BEGIN Provided records
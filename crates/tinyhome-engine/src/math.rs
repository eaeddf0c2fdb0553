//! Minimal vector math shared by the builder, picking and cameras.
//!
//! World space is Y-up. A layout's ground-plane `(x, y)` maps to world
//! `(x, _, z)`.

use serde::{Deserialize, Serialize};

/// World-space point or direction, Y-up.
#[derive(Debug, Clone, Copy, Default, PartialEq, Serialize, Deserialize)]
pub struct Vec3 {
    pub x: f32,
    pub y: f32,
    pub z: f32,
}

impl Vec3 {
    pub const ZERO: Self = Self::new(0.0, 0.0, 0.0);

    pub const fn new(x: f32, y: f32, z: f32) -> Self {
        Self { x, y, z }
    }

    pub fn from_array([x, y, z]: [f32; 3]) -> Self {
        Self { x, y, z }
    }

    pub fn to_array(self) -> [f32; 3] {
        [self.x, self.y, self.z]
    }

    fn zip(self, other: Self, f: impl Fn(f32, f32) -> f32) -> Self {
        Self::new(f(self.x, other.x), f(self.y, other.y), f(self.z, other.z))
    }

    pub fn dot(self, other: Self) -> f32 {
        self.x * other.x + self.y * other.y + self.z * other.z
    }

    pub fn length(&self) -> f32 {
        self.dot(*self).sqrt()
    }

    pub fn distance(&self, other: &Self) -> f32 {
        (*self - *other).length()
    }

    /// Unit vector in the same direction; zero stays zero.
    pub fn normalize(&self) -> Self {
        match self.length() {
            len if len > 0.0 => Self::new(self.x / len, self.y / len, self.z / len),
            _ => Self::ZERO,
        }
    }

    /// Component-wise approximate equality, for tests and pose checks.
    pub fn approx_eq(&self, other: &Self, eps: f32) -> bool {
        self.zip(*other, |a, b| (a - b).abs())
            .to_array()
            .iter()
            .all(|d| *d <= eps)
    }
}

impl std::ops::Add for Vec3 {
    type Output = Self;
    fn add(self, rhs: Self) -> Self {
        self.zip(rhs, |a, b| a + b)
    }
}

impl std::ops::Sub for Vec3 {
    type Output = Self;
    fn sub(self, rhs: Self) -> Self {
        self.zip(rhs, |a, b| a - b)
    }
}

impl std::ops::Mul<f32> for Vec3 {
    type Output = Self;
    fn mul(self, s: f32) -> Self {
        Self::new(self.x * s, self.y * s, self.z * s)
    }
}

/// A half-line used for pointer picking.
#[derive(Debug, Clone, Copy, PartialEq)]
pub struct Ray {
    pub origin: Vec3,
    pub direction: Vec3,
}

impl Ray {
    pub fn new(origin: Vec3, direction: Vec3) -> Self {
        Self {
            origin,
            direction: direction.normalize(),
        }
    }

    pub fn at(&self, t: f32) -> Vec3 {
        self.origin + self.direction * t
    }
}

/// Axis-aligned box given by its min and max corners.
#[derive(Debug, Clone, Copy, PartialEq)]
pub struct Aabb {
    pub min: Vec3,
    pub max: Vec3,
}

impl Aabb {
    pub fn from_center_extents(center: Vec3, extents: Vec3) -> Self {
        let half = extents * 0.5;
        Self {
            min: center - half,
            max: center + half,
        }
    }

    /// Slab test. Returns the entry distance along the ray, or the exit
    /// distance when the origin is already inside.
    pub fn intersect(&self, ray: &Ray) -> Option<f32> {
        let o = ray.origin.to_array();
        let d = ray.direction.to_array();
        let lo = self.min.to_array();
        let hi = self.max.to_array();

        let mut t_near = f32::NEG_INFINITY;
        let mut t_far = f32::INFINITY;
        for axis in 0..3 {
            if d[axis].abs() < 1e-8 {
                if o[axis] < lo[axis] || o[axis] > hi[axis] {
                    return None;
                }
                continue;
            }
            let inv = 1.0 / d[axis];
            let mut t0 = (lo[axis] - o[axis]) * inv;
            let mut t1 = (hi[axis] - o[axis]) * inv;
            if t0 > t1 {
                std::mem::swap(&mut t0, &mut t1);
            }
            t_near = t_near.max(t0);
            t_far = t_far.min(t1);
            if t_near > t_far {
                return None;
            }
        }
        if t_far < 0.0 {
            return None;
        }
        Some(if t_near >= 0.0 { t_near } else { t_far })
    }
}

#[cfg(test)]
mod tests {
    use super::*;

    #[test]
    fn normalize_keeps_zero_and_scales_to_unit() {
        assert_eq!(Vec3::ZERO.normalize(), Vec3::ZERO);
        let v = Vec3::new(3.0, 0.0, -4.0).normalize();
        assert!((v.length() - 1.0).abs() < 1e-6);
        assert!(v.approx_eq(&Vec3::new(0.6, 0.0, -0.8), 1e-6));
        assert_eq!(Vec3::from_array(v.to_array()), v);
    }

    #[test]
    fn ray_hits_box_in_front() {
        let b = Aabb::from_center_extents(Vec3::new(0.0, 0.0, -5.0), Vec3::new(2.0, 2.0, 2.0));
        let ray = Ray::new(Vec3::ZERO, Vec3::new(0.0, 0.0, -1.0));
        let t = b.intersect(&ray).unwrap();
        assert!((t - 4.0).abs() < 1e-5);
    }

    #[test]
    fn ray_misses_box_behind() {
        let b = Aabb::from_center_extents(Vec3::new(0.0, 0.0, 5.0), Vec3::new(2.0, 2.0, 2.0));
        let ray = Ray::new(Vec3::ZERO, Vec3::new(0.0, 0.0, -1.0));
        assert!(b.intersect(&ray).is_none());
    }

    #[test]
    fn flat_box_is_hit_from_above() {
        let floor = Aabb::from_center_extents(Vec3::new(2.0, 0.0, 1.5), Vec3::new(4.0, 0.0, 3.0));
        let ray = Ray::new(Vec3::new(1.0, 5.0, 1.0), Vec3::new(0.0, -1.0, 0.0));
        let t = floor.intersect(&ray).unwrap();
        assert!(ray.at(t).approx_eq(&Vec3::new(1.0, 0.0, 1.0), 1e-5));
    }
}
END Provided records
▶ Problem statement
All lines above from the one with "pub struct Ray" to the one with "let o = ray.origin.to_array();", inclusive, should be copied exactly, and no other lines.

▶ Result of this task
pub struct Ray {
    pub origin: Vec3,
    pub direction: Vec3,
}

impl Ray {
    pub fn new(origin: Vec3, direction: Vec3) -> Self {
        Self {
            origin,
            direction: direction.normalize(),
        }
    }

    pub fn at(&self, t: f32) -> Vec3 {
        self.origin + self.direction * t
    }
}

/// Axis-aligned box given by its min and max corners.
#[derive(Debug, Clone, Copy, PartialEq)]
pub struct Aabb {
    pub min: Vec3,
    pub max: Vec3,
}

impl Aabb {
    pub fn from_center_extents(center: Vec3, extents: Vec3) -> Self {
        let half = extents * 0.5;
        Self {
            min: center - half,
            max: center + half,
        }
    }

    /// Slab test. Returns the entry distance along the ray, or the exit
    /// distance when the origin is already inside.
    pub fn intersect(&self, ray: &Ray) -> Option<f32> {
        let o = ray.origin.to_array();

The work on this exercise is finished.